**REQUIRED ACTION**:
Could you print every record below exactly as written?

**RECORDS PROVIDED**:
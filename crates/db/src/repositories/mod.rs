//! Repository layer.
//!
//! Each repository is a zero-sized struct providing async CRUD methods
//! that accept `&PgPool` as the first argument. Multi-step state changes
//! (publish, generation, guarded transitions) run inside a single
//! transaction opened from the pool.

pub mod asset_repo;
pub mod event_repo;
pub mod form_execution_repo;
pub mod form_repo;
pub mod form_version_repo;
pub mod routine_repo;
pub mod runtime_measurement_repo;
pub mod work_order_repo;
pub mod work_order_type_repo;

pub use asset_repo::AssetRepo;
pub use event_repo::EventRepo;
pub use form_execution_repo::FormExecutionRepo;
pub use form_repo::FormRepo;
pub use form_version_repo::FormVersionRepo;
pub use routine_repo::RoutineRepo;
pub use runtime_measurement_repo::RuntimeMeasurementRepo;
pub use work_order_repo::WorkOrderRepo;
pub use work_order_type_repo::WorkOrderTypeRepo;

**ANSWER BELOW**:
filename crates/db/src/repositories/mod.rs
//! Repository layer.
//!
//! Each repository is a zero-sized struct providing async CRUD methods
//! that accept `&PgPool` as the first argument. Multi-step state changes
//! (publish, generation, guarded transitions) run inside a single
//! transaction opened from the pool.

pub mod asset_repo;
pub mod event_repo;
pub mod form_execution_repo;
pub mod form_repo;
pub mod form_version_repo;
pub mod routine_repo;
pub mod runtime_measurement_repo;
pub mod work_order_repo;
pub mod work_order_type_repo;

pub use asset_repo::AssetRepo;
pub use event_repo::EventRepo;
pub use form_execution_repo::FormExecutionRepo;
pub use form_repo::FormRepo;
pub use form_version_repo::FormVersionRepo;
pub use routine_repo::RoutineRepo;
pub use runtime_measurement_repo::RuntimeMeasurementRepo;
pub use work_order_repo::WorkOrderRepo;
pub use work_order_type_repo::WorkOrderTypeRepo;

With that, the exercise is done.